— Task description —
In the entries below, find each line with the word "origin" and pull it out.

— Extracted material —
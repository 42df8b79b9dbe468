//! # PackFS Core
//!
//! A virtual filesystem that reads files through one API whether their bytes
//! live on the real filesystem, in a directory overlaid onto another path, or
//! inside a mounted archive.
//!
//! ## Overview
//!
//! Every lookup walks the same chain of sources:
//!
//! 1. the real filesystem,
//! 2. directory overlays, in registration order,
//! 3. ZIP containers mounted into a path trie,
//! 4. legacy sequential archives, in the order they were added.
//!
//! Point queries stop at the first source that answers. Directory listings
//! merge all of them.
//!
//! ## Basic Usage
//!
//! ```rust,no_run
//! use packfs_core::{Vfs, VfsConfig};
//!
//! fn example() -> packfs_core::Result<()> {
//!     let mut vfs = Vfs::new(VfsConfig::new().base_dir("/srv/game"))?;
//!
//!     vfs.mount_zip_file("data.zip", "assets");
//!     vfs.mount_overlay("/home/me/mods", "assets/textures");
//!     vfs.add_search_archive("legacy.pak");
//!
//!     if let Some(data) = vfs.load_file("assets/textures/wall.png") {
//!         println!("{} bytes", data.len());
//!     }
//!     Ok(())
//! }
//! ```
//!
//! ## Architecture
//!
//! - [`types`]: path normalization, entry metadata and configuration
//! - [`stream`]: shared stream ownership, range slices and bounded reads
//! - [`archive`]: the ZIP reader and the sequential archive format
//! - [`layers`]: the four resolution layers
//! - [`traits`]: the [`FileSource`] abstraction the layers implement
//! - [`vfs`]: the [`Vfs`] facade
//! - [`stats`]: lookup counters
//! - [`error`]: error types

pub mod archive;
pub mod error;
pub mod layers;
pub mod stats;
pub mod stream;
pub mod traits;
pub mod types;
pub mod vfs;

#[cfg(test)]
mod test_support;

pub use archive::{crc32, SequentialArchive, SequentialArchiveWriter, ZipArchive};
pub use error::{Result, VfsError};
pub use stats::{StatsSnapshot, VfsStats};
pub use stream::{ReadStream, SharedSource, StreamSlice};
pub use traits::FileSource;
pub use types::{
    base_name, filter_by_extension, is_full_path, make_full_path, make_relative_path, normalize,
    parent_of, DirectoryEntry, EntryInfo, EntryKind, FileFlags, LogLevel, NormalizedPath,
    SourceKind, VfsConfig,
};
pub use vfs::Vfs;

--

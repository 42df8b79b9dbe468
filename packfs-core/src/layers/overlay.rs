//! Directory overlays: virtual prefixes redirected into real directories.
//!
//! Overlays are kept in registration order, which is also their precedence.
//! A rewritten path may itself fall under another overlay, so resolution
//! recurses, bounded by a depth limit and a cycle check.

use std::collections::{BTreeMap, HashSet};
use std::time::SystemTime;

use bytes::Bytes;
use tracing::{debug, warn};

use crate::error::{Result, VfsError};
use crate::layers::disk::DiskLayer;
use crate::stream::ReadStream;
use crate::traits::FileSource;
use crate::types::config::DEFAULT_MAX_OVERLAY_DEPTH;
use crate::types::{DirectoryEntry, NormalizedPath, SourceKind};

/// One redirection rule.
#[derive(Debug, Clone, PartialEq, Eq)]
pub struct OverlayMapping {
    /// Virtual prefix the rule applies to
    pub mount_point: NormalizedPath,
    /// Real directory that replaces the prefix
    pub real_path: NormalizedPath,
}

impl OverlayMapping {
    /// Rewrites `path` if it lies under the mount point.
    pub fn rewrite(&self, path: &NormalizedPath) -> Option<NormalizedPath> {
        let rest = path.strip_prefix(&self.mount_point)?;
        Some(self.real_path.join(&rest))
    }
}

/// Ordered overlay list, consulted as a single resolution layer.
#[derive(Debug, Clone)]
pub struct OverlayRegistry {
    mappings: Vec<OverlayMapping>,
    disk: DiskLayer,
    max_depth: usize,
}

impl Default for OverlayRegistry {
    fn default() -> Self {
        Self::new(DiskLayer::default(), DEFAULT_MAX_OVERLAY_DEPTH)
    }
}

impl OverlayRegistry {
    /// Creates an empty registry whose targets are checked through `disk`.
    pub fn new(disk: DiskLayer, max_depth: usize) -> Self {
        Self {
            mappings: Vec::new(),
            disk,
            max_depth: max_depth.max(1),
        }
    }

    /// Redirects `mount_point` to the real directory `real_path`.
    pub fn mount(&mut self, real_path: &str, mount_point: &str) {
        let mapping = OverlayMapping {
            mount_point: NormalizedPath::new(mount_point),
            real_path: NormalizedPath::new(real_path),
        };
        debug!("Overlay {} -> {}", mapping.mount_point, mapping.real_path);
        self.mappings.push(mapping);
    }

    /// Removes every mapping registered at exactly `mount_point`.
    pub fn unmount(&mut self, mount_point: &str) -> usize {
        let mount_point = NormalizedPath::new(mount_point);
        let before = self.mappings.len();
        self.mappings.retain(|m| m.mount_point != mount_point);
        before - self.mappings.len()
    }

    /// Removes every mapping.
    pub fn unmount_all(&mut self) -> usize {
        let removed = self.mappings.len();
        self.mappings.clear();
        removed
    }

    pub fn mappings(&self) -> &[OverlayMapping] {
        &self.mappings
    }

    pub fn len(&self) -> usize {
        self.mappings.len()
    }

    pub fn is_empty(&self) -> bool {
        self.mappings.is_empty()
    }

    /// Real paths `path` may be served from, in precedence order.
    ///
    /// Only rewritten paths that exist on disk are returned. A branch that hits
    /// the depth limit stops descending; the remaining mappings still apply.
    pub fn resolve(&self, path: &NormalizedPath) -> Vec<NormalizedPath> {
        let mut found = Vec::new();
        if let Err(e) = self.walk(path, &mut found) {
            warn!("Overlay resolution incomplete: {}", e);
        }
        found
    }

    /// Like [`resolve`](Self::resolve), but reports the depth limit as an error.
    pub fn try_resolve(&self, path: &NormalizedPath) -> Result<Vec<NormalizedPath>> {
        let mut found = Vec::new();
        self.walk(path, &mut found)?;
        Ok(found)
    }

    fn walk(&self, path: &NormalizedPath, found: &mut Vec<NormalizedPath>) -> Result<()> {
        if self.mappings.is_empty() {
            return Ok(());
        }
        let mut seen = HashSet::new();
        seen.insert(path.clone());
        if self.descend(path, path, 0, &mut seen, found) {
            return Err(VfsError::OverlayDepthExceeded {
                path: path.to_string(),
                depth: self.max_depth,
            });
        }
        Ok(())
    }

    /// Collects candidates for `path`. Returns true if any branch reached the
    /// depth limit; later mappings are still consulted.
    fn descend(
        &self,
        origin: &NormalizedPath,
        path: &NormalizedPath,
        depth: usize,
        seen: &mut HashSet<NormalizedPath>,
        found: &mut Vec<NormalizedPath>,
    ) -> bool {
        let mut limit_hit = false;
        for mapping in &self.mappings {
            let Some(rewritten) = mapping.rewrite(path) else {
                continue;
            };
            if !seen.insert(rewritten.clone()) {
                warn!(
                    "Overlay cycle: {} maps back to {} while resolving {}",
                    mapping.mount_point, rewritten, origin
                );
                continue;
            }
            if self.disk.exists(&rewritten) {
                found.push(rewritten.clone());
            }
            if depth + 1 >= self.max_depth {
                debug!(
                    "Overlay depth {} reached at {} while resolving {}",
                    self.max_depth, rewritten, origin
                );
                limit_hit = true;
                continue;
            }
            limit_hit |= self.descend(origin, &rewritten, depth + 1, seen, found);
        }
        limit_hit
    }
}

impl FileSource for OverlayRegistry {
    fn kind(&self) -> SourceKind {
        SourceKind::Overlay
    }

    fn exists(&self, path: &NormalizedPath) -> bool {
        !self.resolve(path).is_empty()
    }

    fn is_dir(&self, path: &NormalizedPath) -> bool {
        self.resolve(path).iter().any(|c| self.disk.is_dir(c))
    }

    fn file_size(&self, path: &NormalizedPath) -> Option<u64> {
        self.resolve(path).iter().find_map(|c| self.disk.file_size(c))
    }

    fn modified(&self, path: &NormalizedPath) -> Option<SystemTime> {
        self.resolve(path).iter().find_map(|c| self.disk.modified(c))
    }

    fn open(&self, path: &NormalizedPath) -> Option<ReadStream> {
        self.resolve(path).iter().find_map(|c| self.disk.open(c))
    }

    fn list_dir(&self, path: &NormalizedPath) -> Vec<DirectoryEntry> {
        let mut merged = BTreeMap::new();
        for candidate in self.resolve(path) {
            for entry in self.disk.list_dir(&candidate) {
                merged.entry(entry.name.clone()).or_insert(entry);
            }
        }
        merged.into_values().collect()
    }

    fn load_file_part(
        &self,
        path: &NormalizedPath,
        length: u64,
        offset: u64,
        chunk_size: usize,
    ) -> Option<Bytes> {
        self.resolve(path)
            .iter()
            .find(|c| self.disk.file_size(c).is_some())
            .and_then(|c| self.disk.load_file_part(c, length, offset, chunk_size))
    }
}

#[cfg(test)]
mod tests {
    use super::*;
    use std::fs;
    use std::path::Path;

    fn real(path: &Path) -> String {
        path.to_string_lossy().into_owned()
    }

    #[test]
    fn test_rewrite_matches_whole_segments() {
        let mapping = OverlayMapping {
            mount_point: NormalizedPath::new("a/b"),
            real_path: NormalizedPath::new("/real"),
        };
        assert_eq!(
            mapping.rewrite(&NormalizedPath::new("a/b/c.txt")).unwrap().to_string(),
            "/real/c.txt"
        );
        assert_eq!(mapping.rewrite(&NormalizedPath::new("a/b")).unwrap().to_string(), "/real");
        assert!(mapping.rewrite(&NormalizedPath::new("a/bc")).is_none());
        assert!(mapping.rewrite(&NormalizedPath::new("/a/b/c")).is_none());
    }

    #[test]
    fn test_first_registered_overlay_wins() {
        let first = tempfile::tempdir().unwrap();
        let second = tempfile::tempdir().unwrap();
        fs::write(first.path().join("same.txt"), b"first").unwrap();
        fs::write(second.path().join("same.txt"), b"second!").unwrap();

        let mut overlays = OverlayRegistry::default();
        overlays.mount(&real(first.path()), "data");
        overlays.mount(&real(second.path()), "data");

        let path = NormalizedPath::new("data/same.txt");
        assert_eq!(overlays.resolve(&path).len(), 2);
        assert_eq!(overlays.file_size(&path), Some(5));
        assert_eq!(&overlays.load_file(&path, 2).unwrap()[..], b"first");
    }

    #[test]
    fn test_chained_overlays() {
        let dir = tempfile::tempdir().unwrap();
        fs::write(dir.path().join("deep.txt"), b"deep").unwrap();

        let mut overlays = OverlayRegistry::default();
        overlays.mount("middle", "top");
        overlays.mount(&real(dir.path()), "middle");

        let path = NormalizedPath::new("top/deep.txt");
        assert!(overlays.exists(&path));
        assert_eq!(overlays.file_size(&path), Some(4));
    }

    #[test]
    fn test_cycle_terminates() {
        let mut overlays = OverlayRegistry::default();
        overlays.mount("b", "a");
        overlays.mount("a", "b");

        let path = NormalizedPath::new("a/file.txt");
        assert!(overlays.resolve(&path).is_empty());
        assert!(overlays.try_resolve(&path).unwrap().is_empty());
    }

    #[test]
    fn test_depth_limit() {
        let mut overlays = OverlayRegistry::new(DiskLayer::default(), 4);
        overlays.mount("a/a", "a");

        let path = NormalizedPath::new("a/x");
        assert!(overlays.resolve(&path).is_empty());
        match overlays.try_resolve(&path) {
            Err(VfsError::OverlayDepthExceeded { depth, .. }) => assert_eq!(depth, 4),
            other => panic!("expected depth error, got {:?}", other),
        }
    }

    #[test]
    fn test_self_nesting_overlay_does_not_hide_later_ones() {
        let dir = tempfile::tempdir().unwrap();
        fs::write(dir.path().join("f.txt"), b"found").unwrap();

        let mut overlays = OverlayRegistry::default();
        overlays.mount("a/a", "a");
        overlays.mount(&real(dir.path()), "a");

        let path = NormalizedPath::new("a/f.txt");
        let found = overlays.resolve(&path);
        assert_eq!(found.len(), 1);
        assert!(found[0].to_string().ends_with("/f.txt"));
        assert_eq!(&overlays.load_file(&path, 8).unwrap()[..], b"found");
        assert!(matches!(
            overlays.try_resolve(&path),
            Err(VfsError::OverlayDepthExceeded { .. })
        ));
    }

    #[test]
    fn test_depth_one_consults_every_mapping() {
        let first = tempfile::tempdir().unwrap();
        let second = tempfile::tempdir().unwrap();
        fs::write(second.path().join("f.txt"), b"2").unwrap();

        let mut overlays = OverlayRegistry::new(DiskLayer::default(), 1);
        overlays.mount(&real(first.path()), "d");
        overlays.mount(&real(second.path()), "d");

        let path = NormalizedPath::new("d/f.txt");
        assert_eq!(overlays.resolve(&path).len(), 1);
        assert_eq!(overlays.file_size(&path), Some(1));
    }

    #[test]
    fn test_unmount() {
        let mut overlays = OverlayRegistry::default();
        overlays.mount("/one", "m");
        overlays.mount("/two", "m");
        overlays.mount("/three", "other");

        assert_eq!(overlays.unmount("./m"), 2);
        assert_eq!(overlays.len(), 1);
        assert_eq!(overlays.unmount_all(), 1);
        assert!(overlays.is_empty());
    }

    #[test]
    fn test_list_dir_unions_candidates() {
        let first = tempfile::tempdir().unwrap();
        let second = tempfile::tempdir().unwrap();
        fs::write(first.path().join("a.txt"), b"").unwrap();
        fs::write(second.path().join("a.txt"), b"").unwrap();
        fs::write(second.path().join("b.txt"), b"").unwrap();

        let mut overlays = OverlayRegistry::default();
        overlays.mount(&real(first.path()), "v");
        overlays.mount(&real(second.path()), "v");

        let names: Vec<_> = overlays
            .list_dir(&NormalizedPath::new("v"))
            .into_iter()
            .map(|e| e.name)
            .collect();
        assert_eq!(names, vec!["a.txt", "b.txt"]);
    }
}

— Solution —
        origin: &NormalizedPath,
                    mapping.mount_point, rewritten, origin
                    self.max_depth, rewritten, origin
            limit_hit |= self.descend(origin, &rewritten, depth + 1, seen, found);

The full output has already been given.